(Saved entries)

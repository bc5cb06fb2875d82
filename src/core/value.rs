use std::fmt;

use serde_json::{Number, Value as JsonValue};

/// A single column value as it travels between models, SQL arguments and rows.
#[derive(Debug, Clone)]
pub enum Value {
    Null,
    Integer(i64),
    Float(f64),
    Text(String),
    Boolean(bool),
}

impl Value {
    pub fn type_name(&self) -> &'static str {
        match self {
            Self::Null => "NULL",
            Self::Integer(_) => "INTEGER",
            Self::Float(_) => "FLOAT",
            Self::Text(_) => "TEXT",
            Self::Boolean(_) => "BOOLEAN",
        }
    }

    pub fn as_i64(&self) -> Option<i64> {
        match self {
            Self::Integer(i) => Some(*i),
            Self::Float(f) => {
                if f.is_finite() && *f >= i64::MIN as f64 && *f <= i64::MAX as f64 {
                    Some(*f as i64)
                } else {
                    None
                }
            }
            _ => None,
        }
    }

    pub fn is_null(&self) -> bool {
        matches!(self, Self::Null)
    }

    /// Converts a JSON value into a column value of the given storage type.
    ///
    /// JSON `null` always maps to [`Value::Null`]. Values of a different JSON
    /// type are coerced where it is lossless enough for the column (numbers into
    /// text columns are stored as their decimal form, `"1"` into an integer
    /// column parses); anything else is stored as text.
    pub fn from_json(json: &JsonValue, storage: StorageType) -> Self {
        match (storage, json) {
            (_, JsonValue::Null) => Self::Null,
            (StorageType::Boolean, JsonValue::Bool(b)) => Self::Boolean(*b),
            (StorageType::Boolean, JsonValue::Number(n)) => {
                Self::Boolean(n.as_f64().is_some_and(|f| f != 0.0))
            }
            (StorageType::Integer, JsonValue::Number(n)) => match n.as_i64() {
                Some(i) => Self::Integer(i),
                None => n.as_f64().map_or(Self::Null, |f| Self::Integer(f as i64)),
            },
            (StorageType::Integer, JsonValue::String(s)) => s
                .trim()
                .parse::<i64>()
                .map_or_else(|_| Self::Text(s.clone()), Self::Integer),
            (StorageType::Real, JsonValue::Number(n)) => {
                n.as_f64().map_or(Self::Null, Self::Float)
            }
            (StorageType::Real, JsonValue::String(s)) => s
                .trim()
                .parse::<f64>()
                .map_or_else(|_| Self::Text(s.clone()), Self::Float),
            (_, JsonValue::String(s)) => Self::Text(s.clone()),
            (_, JsonValue::Bool(b)) => Self::Boolean(*b),
            (_, JsonValue::Number(n)) => match n.as_i64() {
                Some(i) if !storage.is_text() => Self::Integer(i),
                _ => Self::Text(n.to_string()),
            },
            (_, other) => Self::Text(other.to_string()),
        }
    }

    /// Normalizes a value read back from the database to the column's storage
    /// type (SQLite hands booleans back as integers).
    pub fn coerce(self, storage: StorageType) -> Self {
        match (storage, self) {
            (StorageType::Boolean, Self::Integer(i)) => Self::Boolean(i != 0),
            (StorageType::Real, Self::Integer(i)) => Self::Float(i as f64),
            (StorageType::Integer, Self::Float(f)) if f.fract() == 0.0 => Self::Integer(f as i64),
            (_, value) => value,
        }
    }

    pub fn to_json(&self) -> JsonValue {
        match self {
            Self::Null => JsonValue::Null,
            Self::Integer(i) => JsonValue::Number((*i).into()),
            Self::Float(f) => Number::from_f64(*f).map_or(JsonValue::Null, JsonValue::Number),
            Self::Text(s) => JsonValue::String(s.clone()),
            Self::Boolean(b) => JsonValue::Bool(*b),
        }
    }
}

impl PartialEq for Value {
    fn eq(&self, other: &Self) -> bool {
        match (self, other) {
            (Self::Null, Self::Null) => true,
            (Self::Integer(a), Self::Integer(b)) => a == b,
            (Self::Float(a), Self::Float(b)) => {
                if a.is_nan() && b.is_nan() {
                    return true;
                }
                (a - b).abs() < f64::EPSILON
            }
            (Self::Text(a), Self::Text(b)) => a == b,
            (Self::Boolean(a), Self::Boolean(b)) => a == b,
            (Self::Integer(i), Self::Float(f)) | (Self::Float(f), Self::Integer(i)) => {
                (*i as f64 - f).abs() < f64::EPSILON
            }
            _ => false,
        }
    }
}

impl fmt::Display for Value {
    fn fmt(&self, f: &mut fmt::Formatter<'_>) -> fmt::Result {
        match self {
            Self::Null => write!(f, "NULL"),
            Self::Integer(i) => write!(f, "{}", i),
            Self::Float(fl) => write!(f, "{}", fl),
            Self::Text(s) => write!(f, "{}", s),
            Self::Boolean(b) => write!(f, "{}", b),
        }
    }
}

impl From<i64> for Value {
    fn from(i: i64) -> Self {
        Self::Integer(i)
    }
}

impl From<f64> for Value {
    fn from(f: f64) -> Self {
        Self::Float(f)
    }
}

impl From<String> for Value {
    fn from(s: String) -> Self {
        Self::Text(s)
    }
}

impl From<&str> for Value {
    fn from(s: &str) -> Self {
        Self::Text(s.to_string())
    }
}

impl From<bool> for Value {
    fn from(b: bool) -> Self {
        Self::Boolean(b)
    }
}

impl<T: Into<Value>> From<Option<T>> for Value {
    fn from(value: Option<T>) -> Self {
        value.map_or(Self::Null, Into::into)
    }
}

/// Storage class of a persisted column.
#[derive(Debug, Clone, Copy, PartialEq, Eq, Hash)]
pub enum StorageType {
    ShortText,
    LongText,
    Boolean,
    Integer,
    Real,
}

impl StorageType {
    pub fn is_text(&self) -> bool {
        matches!(self, Self::ShortText | Self::LongText)
    }

    pub fn is_compatible(&self, value: &Value) -> bool {
        match (self, value) {
            (_, Value::Null) => true,
            (Self::Integer, Value::Integer(_)) => true,
            (Self::Real, Value::Float(_)) => true,
            (Self::Real, Value::Integer(_)) => true,
            (Self::ShortText | Self::LongText, Value::Text(_)) => true,
            (Self::Boolean, Value::Boolean(_)) => true,
            _ => false,
        }
    }
}

impl fmt::Display for StorageType {
    fn fmt(&self, f: &mut fmt::Formatter<'_>) -> fmt::Result {
        match self {
            Self::ShortText => write!(f, "SHORT TEXT"),
            Self::LongText => write!(f, "LONG TEXT"),
            Self::Boolean => write!(f, "BOOLEAN"),
            Self::Integer => write!(f, "INTEGER"),
            Self::Real => write!(f, "REAL"),
        }
    }
}

#[cfg(test)]
mod tests {
    use super::*;
    use serde_json::json;

    #[test]
    fn test_value_equality() {
        assert_eq!(Value::Integer(42), Value::Integer(42));
        assert_eq!(Value::Float(3.5), Value::Float(3.5));
        assert_eq!(Value::Integer(2), Value::Float(2.0));
        assert_ne!(Value::Integer(1), Value::Integer(2));
        assert_ne!(Value::Text("1".into()), Value::Integer(1));
    }

    #[test]
    fn test_from_json_follows_storage_type() {
        assert_eq!(
            Value::from_json(&json!(true), StorageType::Boolean),
            Value::Boolean(true)
        );
        assert_eq!(
            Value::from_json(&json!(1), StorageType::Boolean),
            Value::Boolean(true)
        );
        assert_eq!(
            Value::from_json(&json!(12), StorageType::Real),
            Value::Float(12.0)
        );
        assert_eq!(
            Value::from_json(&json!("7"), StorageType::Integer),
            Value::Integer(7)
        );
        assert_eq!(
            Value::from_json(&json!(42), StorageType::ShortText),
            Value::Text("42".into())
        );
        assert!(Value::from_json(&json!(null), StorageType::LongText).is_null());
    }

    #[test]
    fn test_coerce_database_values() {
        assert_eq!(
            Value::Integer(1).coerce(StorageType::Boolean),
            Value::Boolean(true)
        );
        assert_eq!(
            Value::Integer(5).coerce(StorageType::Real),
            Value::Float(5.0)
        );
        assert_eq!(
            Value::Text("x".into()).coerce(StorageType::Integer),
            Value::Text("x".into())
        );
    }

    #[test]
    fn test_to_json_drops_non_finite_floats() {
        assert_eq!(Value::Float(f64::NAN).to_json(), JsonValue::Null);
        assert_eq!(Value::Integer(3).to_json(), json!(3));
        assert_eq!(Value::Text("x".into()).to_json(), json!("x"));
    }

    #[test]
    fn test_storage_compatibility() {
        assert!(StorageType::Real.is_compatible(&Value::Integer(1)));
        assert!(StorageType::Integer.is_compatible(&Value::Null));
        assert!(!StorageType::Integer.is_compatible(&Value::Text("a".into())));
    }
}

## Exercise requirements
The expected output is one number: how many lines of the data above hold the string "derive".

## Answer box
2